# What the task requires
Below are some records. Return exactly the lines from the one containing "use crate::schedule::Scheduler;" through the one containing "pub struct Slide", both included, and only those.
*** Opening Provided data ***
//! Timed image carousel.
//!
//! A carousel cycles through a fixed list of slides. Exactly one timer is
//! pending while it runs: every index change, automatic or manual, cancels
//! the pending timer and arms a fresh one, so a manual interaction restarts
//! the countdown.

use crate::schedule::Scheduler;
use std::time::Duration;

/// Interval used when a page does not pick its own.
pub const DEFAULT_INTERVAL: Duration = Duration::from_millis(5000);

/// One image in a carousel.
#[derive(Debug, Clone, Copy, PartialEq, Eq)]
pub struct Slide {
    /// Externally hosted image locator.
    pub src: &'static str,
    /// Alternative text.
    pub alt: &'static str,
}

/// Slide position plus the auto-advance timer that owns it.
///
/// Dropping the carousel cancels its pending timer.
pub struct Carousel<S: Scheduler> {
    slides: Vec<Slide>,
    index: usize,
    interval: Duration,
    scheduler: S,
    pending: Option<S::Handle>,
}

impl<S: Scheduler> Carousel<S> {
    /// Creates a stopped carousel at the first slide.
    #[must_use]
    pub fn new(slides: Vec<Slide>, interval: Duration, scheduler: S) -> Self {
        Self {
            slides,
            index: 0,
            interval,
            scheduler,
            pending: None,
        }
    }

    /// Returns the current slide index.
    #[must_use]
    pub fn index(&self) -> usize {
        self.index
    }

    /// Returns the number of slides.
    #[must_use]
    pub fn len(&self) -> usize {
        self.slides.len()
    }

    /// Returns true if there are no slides.
    #[must_use]
    pub fn is_empty(&self) -> bool {
        self.slides.is_empty()
    }

    /// Returns the slide on display, or `None` for an empty carousel.
    #[must_use]
    pub fn current(&self) -> Option<&Slide> {
        self.slides.get(self.index)
    }

    /// Returns all slides in order.
    #[must_use]
    pub fn slides(&self) -> &[Slide] {
        &self.slides
    }

    /// Returns the auto-advance interval.
    #[must_use]
    pub fn interval(&self) -> Duration {
        self.interval
    }

    /// Returns true while an auto-advance timer is pending.
    #[must_use]
    pub fn is_running(&self) -> bool {
        self.pending.is_some()
    }

    /// Returns the scheduler.
    #[must_use]
    pub fn scheduler(&self) -> &S {
        &self.scheduler
    }

    /// Arms the first auto-advance timer. An empty carousel never schedules.
    pub fn start(&mut self) {
        self.rearm();
    }

    /// Cancels the pending timer, if any.
    pub fn stop(&mut self) {
        if let Some(handle) = self.pending.take() {
            self.scheduler.cancel(handle);
        }
    }

    /// Handles the pending timer firing: advances one slide and re-arms.
    ///
    /// A fire that arrives after [`stop`](Self::stop) is ignored. Returns
    /// whether the index moved.
    pub fn fire(&mut self) -> bool {
        if self.pending.take().is_none() {
            return false;
        }
        self.step_forward();
        self.rearm();
        true
    }

    /// Moves to the next slide, wrapping to the first.
    pub fn next(&mut self) {
        self.step_forward();
        self.rearm();
    }

    /// Moves to the previous slide, wrapping to the last.
    pub fn prev(&mut self) {
        let len = self.slides.len();
        if len > 0 {
            self.index = (self.index + len - 1) % len;
        }
        self.rearm();
    }

    /// Jumps to slide `index`.
    ///
    /// Out-of-range indices are ignored and leave the timer alone. Returns
    /// whether the jump was applied.
    pub fn jump_to(&mut self, index: usize) -> bool {
        if index >= self.slides.len() {
            return false;
        }
        self.index = index;
        self.rearm();
        true
    }

    fn step_forward(&mut self) {
        let len = self.slides.len();
        if len > 0 {
            self.index = (self.index + 1) % len;
        }
    }

    fn rearm(&mut self) {
        self.stop();
        if !self.slides.is_empty() {
            self.pending = Some(self.scheduler.schedule(self.interval));
        }
    }

    #[cfg(test)]
    pub(crate) fn scheduler_mut(&mut self) -> &mut S {
        &mut self.scheduler
    }
}

impl<S: Scheduler> Drop for Carousel<S> {
    fn drop(&mut self) {
        self.stop();
    }
}

#[cfg(test)]
mod tests {
    use super::*;
    use crate::schedule::ManualScheduler;

    const INTERVAL: Duration = Duration::from_millis(4500);

    fn slides(n: usize) -> Vec<Slide> {
        (0..n)
            .map(|_| Slide {
                src: "https://images.example/slide.jpg",
                alt: "slide",
            })
            .collect()
    }

    fn carousel(n: usize) -> Carousel<ManualScheduler> {
        let mut carousel = Carousel::new(slides(n), INTERVAL, ManualScheduler::default());
        carousel.start();
        carousel
    }

    /// Lets the single armed timer elapse.
    fn elapse(carousel: &mut Carousel<ManualScheduler>) -> bool {
        let armed = &carousel.scheduler().armed;
        assert_eq!(armed.len(), 1, "exactly one timer should be pending");
        let (id, delay) = armed[0];
        assert_eq!(delay, INTERVAL);
        carousel.scheduler_mut().fired(id);
        carousel.fire()
    }

    #[test]
    fn auto_advance_wraps_after_last_slide() {
        let mut carousel = carousel(3);
        assert_eq!(carousel.index(), 0);

        assert!(elapse(&mut carousel));
        assert!(elapse(&mut carousel));
        assert_eq!(carousel.index(), 2);

        assert!(elapse(&mut carousel));
        assert_eq!(carousel.index(), 0);
    }

    #[test]
    fn empty_carousel_never_schedules() {
        let mut carousel = carousel(0);
        carousel.next();
        carousel.prev();
        assert!(!carousel.jump_to(0));
        assert!(!carousel.fire());

        assert!(carousel.current().is_none());
        assert_eq!(carousel.scheduler().scheduled, 0);
        assert!(!carousel.is_running());
    }

    #[test]
    fn index_stays_in_bounds_for_any_walk() {
        for n in 1..=5 {
            let mut carousel = carousel(n);
            // Deterministic mix of forward and backward steps.
            for step in 0..50usize {
                if step % 3 == 0 || step % 7 == 0 {
                    carousel.prev();
                } else {
                    carousel.next();
                }
                assert!(carousel.index() < n);
                assert!(carousel.current().is_some());
            }
        }
    }

    #[test]
    fn next_then_prev_returns_to_start() {
        for n in 1..=4 {
            for start in 0..n {
                let mut carousel = carousel(n);
                carousel.jump_to(start);
                carousel.next();
                carousel.prev();
                assert_eq!(carousel.index(), start);
            }
        }
    }

    #[test]
    fn prev_from_first_wraps_to_last() {
        let mut carousel = carousel(3);
        carousel.prev();
        assert_eq!(carousel.index(), 2);
    }

    #[test]
    fn manual_action_restarts_countdown() {
        let mut carousel = carousel(3);
        let first = carousel.scheduler().armed[0].0;

        carousel.next();

        let armed = &carousel.scheduler().armed;
        assert_eq!(armed.len(), 1);
        assert_ne!(armed[0].0, first);
        assert_eq!(carousel.scheduler().cancelled, 1);
        assert_eq!(carousel.scheduler().scheduled, 2);
    }

    #[test]
    fn jump_to_ignores_out_of_range() {
        let mut carousel = carousel(2);
        assert!(carousel.jump_to(1));
        assert_eq!(carousel.index(), 1);

        let scheduled = carousel.scheduler().scheduled;
        assert!(!carousel.jump_to(2));
        assert_eq!(carousel.index(), 1);
        assert_eq!(carousel.scheduler().scheduled, scheduled);
    }

    #[test]
    fn fire_after_stop_is_ignored() {
        let mut carousel = carousel(3);
        carousel.stop();
        assert!(!carousel.is_running());
        assert!(carousel.scheduler().armed.is_empty());

        assert!(!carousel.fire());
        assert_eq!(carousel.index(), 0);
    }

    #[test]
    fn drop_cancels_pending_timer() {
        use std::cell::RefCell;
        use std::rc::Rc;

        struct Counting(Rc<RefCell<(usize, usize)>>);

        impl Scheduler for Counting {
            type Handle = ();

            fn schedule(&mut self, _delay: Duration) {
                self.0.borrow_mut().0 += 1;
            }

            fn cancel(&mut self, _handle: ()) {
                self.0.borrow_mut().1 += 1;
            }
        }

        let counts = Rc::new(RefCell::new((0, 0)));
        {
            let mut carousel = Carousel::new(slides(2), INTERVAL, Counting(Rc::clone(&counts)));
            carousel.start();
        }
        assert_eq!(*counts.borrow(), (1, 1));
    }
}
*** Closing Provided data ***
# Answer below
use crate::schedule::Scheduler;
use std::time::Duration;

/// Interval used when a page does not pick its own.
pub const DEFAULT_INTERVAL: Duration = Duration::from_millis(5000);

/// One image in a carousel.
#[derive(Debug, Clone, Copy, PartialEq, Eq)]
pub struct Slide {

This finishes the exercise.